[Your assignment]: Your answer should be the lines below from the one with "are plain structs." to the one with "pub mod streaks;", both included, given again exactly and with nothing added.

Extracted data START

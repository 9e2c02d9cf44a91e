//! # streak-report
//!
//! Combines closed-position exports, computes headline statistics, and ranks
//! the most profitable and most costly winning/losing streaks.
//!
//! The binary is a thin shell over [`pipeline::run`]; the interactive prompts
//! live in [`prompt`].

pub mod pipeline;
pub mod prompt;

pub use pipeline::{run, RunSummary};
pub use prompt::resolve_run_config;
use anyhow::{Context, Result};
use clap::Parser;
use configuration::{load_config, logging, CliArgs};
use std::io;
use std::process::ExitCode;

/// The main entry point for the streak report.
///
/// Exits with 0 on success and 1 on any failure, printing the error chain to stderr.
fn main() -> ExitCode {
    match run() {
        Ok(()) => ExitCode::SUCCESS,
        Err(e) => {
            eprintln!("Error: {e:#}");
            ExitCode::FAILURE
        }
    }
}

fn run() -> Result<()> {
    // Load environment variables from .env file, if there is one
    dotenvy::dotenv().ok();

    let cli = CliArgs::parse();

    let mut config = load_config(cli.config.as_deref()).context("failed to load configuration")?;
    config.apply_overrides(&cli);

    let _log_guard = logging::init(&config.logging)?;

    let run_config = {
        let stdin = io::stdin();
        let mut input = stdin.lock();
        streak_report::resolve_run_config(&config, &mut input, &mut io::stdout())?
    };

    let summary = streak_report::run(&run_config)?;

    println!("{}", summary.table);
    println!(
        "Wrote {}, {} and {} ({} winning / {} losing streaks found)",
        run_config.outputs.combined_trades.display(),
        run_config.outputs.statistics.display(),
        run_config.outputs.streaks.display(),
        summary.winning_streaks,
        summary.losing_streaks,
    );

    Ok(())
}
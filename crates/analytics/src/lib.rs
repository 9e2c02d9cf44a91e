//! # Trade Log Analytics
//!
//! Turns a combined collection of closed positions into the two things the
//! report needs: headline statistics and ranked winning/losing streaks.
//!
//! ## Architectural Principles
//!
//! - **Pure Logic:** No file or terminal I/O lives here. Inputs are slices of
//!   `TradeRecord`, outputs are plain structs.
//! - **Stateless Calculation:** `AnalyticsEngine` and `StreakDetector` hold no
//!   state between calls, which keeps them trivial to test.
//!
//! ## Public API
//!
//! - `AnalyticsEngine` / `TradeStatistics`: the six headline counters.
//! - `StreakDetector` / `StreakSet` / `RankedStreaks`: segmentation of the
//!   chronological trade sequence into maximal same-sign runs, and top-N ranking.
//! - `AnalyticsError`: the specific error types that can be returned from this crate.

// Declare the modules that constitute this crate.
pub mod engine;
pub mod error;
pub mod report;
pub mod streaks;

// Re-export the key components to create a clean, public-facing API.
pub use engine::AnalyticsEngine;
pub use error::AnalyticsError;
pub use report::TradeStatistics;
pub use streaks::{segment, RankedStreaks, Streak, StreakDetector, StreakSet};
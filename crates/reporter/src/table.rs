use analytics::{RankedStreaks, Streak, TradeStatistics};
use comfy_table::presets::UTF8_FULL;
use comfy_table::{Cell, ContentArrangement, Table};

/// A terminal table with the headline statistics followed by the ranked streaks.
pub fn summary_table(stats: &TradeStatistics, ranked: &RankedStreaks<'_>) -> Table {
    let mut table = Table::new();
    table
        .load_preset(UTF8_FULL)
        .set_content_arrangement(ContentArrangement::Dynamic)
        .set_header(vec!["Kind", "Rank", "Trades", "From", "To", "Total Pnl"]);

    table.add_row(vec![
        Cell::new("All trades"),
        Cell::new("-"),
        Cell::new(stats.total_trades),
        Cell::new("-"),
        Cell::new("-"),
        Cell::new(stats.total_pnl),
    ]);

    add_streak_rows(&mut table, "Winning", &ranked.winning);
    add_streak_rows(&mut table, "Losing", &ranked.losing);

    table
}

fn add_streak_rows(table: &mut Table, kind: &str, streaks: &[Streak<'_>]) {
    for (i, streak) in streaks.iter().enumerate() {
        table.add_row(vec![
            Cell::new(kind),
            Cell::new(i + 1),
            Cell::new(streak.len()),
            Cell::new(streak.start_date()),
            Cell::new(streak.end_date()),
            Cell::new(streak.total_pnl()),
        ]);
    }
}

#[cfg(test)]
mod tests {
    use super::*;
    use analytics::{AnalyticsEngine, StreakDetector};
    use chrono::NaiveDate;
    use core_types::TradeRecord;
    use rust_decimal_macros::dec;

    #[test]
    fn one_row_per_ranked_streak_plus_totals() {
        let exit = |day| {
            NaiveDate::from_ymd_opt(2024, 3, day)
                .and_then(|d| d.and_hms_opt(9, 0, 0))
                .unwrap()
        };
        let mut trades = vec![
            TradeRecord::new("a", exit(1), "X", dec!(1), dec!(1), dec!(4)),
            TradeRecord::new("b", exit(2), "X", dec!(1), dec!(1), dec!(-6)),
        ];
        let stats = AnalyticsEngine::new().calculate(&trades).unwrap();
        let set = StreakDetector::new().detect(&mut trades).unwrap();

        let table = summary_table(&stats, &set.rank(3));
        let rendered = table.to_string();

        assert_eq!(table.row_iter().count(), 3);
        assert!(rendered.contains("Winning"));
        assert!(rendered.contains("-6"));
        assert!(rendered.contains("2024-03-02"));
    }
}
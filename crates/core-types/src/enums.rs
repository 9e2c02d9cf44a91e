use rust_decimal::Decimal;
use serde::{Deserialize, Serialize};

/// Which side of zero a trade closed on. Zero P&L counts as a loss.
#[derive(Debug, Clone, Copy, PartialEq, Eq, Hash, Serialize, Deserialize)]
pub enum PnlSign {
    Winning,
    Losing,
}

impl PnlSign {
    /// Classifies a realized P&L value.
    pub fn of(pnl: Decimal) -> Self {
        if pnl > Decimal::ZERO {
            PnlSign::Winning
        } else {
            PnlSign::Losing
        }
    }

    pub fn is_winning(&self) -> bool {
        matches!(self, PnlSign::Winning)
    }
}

Extracted data END

[Your response]:
//!   `TradeRecord`, outputs are plain structs.
//! - **Stateless Calculation:** `AnalyticsEngine` and `StreakDetector` hold no
//!   state between calls, which keeps them trivial to test.
//!
//! ## Public API
//!
//! - `AnalyticsEngine` / `TradeStatistics`: the six headline counters.
//! - `StreakDetector` / `StreakSet` / `RankedStreaks`: segmentation of the
//!   chronological trade sequence into maximal same-sign runs, and top-N ranking.
//! - `AnalyticsError`: the specific error types that can be returned from this crate.

// Declare the modules that constitute this crate.
pub mod engine;
pub mod error;
pub mod report;
pub mod streaks;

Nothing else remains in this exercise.